» Given data

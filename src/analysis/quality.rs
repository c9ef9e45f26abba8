//! Quality scoring for analyzed documents

use super::{AnalysisDefaults, StructuredAnalysis};
use crate::config::QualityConfig;

/// Weights and scales for the quality heuristic
#[derive(Debug, Clone, Copy, PartialEq)]
pub struct QualityWeights {
    pub patterns: f32,
    pub insights: f32,
    pub complexity: f32,
    pub maintainability: f32,
    pub summary: f32,
    pub complexity_scale: f32,
    pub maintainability_scale: f32,
    pub summary_min_chars: usize,
}

impl Default for QualityWeights {
    fn default() -> Self {
        Self::from(&QualityConfig::default())
    }
}

impl From<&QualityConfig> for QualityWeights {
    fn from(config: &QualityConfig) -> Self {
        Self {
            patterns: config.patterns_weight,
            insights: config.insights_weight,
            complexity: config.complexity_weight,
            maintainability: config.maintainability_weight,
            summary: config.summary_weight,
            complexity_scale: config.complexity_scale,
            maintainability_scale: config.maintainability_scale,
            summary_min_chars: config.summary_min_chars,
        }
    }
}

impl QualityWeights {
    /// Score an analysis in [0, 1]
    pub fn score(&self, analysis: &StructuredAnalysis, defaults: AnalysisDefaults) -> f32 {
        let mut score = 0.0f32;

        if !analysis.patterns.is_empty() {
            score += self.patterns;
        }
        if !analysis.insights.is_empty() {
            score += self.insights;
        }

        let complexity = analysis.complexity.unwrap_or(defaults.complexity);
        score += self.complexity * ratio(complexity, self.complexity_scale);

        let maintainability = analysis.maintainability.unwrap_or(defaults.maintainability);
        score += self.maintainability * ratio(maintainability, self.maintainability_scale);

        if analysis.summary.chars().count() > self.summary_min_chars {
            score += self.summary;
        }

        if score.is_nan() {
            return 0.0;
        }
        score.clamp(0.0, 1.0)
    }
}

/// `value / scale` limited to [0, 1]; NaN and non-positive scales give 0
fn ratio(value: f32, scale: f32) -> f32 {
    if !value.is_finite() || !(scale > 0.0) {
        return 0.0;
    }
    (value / scale).clamp(0.0, 1.0)
}

impl From<&QualityConfig> for AnalysisDefaults {
    fn from(config: &QualityConfig) -> Self {
        Self {
            complexity: config.fallback_complexity,
            maintainability: config.fallback_maintainability,
        }
    }
}

#[cfg(test)]
mod tests {
    use super::*;

    fn full_analysis() -> StructuredAnalysis {
        StructuredAnalysis {
            summary: "A booking service that schedules plumbers and electricians across regions."
                .to_string(),
            insights: vec!["uses optimistic locking".to_string()],
            patterns: vec!["repository".to_string()],
            tags: vec![],
            complexity: Some(10.0),
            maintainability: Some(100.0),
        }
    }

    #[test]
    fn test_full_marks() {
        let score = QualityWeights::default().score(&full_analysis(), AnalysisDefaults::default());
        assert!((score - 1.0).abs() < 1e-6);
    }

    #[test]
    fn test_empty_analysis_uses_fallbacks() {
        let score = QualityWeights::default()
            .score(&StructuredAnalysis::default(), AnalysisDefaults::default());
        // 0.2 * 5/10 + 0.3 * 50/100
        assert!((score - 0.25).abs() < 1e-6);
    }

    #[test]
    fn test_scales_cap_at_one() {
        let mut analysis = full_analysis();
        analysis.complexity = Some(40.0);
        analysis.maintainability = Some(400.0);
        let score = QualityWeights::default().score(&analysis, AnalysisDefaults::default());
        assert!(score <= 1.0);
    }

    #[test]
    fn test_nan_inputs_count_as_zero() {
        let analysis = StructuredAnalysis {
            complexity: Some(f32::NAN),
            maintainability: Some(f32::NAN),
            ..Default::default()
        };
        let score = QualityWeights::default().score(&analysis, AnalysisDefaults::default());
        assert_eq!(score, 0.0);
    }

    #[test]
    fn test_short_summary_earns_nothing() {
        let analysis = StructuredAnalysis {
            summary: "short".to_string(),
            complexity: Some(0.0),
            maintainability: Some(0.0),
            ..Default::default()
        };
        let score = QualityWeights::default().score(&analysis, AnalysisDefaults::default());
        assert_eq!(score, 0.0);
    }
}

» To do
Only the data above, repeated exactly, should make up the reply.

» Task response
filename src/analysis/quality.rs
repository c9ef9e45f26abba8
//! Quality scoring for analyzed documents

use super::{AnalysisDefaults, StructuredAnalysis};
use crate::config::QualityConfig;

/// Weights and scales for the quality heuristic
#[derive(Debug, Clone, Copy, PartialEq)]
pub struct QualityWeights {
    pub patterns: f32,
    pub insights: f32,
    pub complexity: f32,
    pub maintainability: f32,
    pub summary: f32,
    pub complexity_scale: f32,
    pub maintainability_scale: f32,
    pub summary_min_chars: usize,
}

impl Default for QualityWeights {
    fn default() -> Self {
        Self::from(&QualityConfig::default())
    }
}

impl From<&QualityConfig> for QualityWeights {
    fn from(config: &QualityConfig) -> Self {
        Self {
            patterns: config.patterns_weight,
            insights: config.insights_weight,
            complexity: config.complexity_weight,
            maintainability: config.maintainability_weight,
            summary: config.summary_weight,
            complexity_scale: config.complexity_scale,
            maintainability_scale: config.maintainability_scale,
            summary_min_chars: config.summary_min_chars,
        }
    }
}

impl QualityWeights {
    /// Score an analysis in [0, 1]
    pub fn score(&self, analysis: &StructuredAnalysis, defaults: AnalysisDefaults) -> f32 {
        let mut score = 0.0f32;

        if !analysis.patterns.is_empty() {
            score += self.patterns;
        }
        if !analysis.insights.is_empty() {
            score += self.insights;
        }

        let complexity = analysis.complexity.unwrap_or(defaults.complexity);
        score += self.complexity * ratio(complexity, self.complexity_scale);

        let maintainability = analysis.maintainability.unwrap_or(defaults.maintainability);
        score += self.maintainability * ratio(maintainability, self.maintainability_scale);

        if analysis.summary.chars().count() > self.summary_min_chars {
            score += self.summary;
        }

        if score.is_nan() {
            return 0.0;
        }
        score.clamp(0.0, 1.0)
    }
}

/// `value / scale` limited to [0, 1]; NaN and non-positive scales give 0
fn ratio(value: f32, scale: f32) -> f32 {
    if !value.is_finite() || !(scale > 0.0) {
        return 0.0;
    }
    (value / scale).clamp(0.0, 1.0)
}

impl From<&QualityConfig> for AnalysisDefaults {
    fn from(config: &QualityConfig) -> Self {
        Self {
            complexity: config.fallback_complexity,
            maintainability: config.fallback_maintainability,
        }
    }
}

#[cfg(test)]
mod tests {
    use super::*;

    fn full_analysis() -> StructuredAnalysis {
        StructuredAnalysis {
            summary: "A booking service that schedules plumbers and electricians across regions."
                .to_string(),
            insights: vec!["uses optimistic locking".to_string()],
            patterns: vec!["repository".to_string()],
            tags: vec![],
            complexity: Some(10.0),
            maintainability: Some(100.0),
        }
    }

    #[test]
    fn test_full_marks() {
        let score = QualityWeights::default().score(&full_analysis(), AnalysisDefaults::default());
        assert!((score - 1.0).abs() < 1e-6);
    }

    #[test]
    fn test_empty_analysis_uses_fallbacks() {
        let score = QualityWeights::default()
            .score(&StructuredAnalysis::default(), AnalysisDefaults::default());
        // 0.2 * 5/10 + 0.3 * 50/100
        assert!((score - 0.25).abs() < 1e-6);
    }

    #[test]
    fn test_scales_cap_at_one() {
        let mut analysis = full_analysis();
        analysis.complexity = Some(40.0);
        analysis.maintainability = Some(400.0);
        let score = QualityWeights::default().score(&analysis, AnalysisDefaults::default());
        assert!(score <= 1.0);
    }

    #[test]
    fn test_nan_inputs_count_as_zero() {
        let analysis = StructuredAnalysis {
            complexity: Some(f32::NAN),
            maintainability: Some(f32::NAN),
            ..Default::default()
        };
        let score = QualityWeights::default().score(&analysis, AnalysisDefaults::default());
        assert_eq!(score, 0.0);
    }

    #[test]
    fn test_short_summary_earns_nothing() {
        let analysis = StructuredAnalysis {
            summary: "short".to_string(),
            complexity: Some(0.0),
            maintainability: Some(0.0),
            ..Default::default()
        };
        let score = QualityWeights::default().score(&analysis, AnalysisDefaults::default());
        assert_eq!(score, 0.0);
    }
}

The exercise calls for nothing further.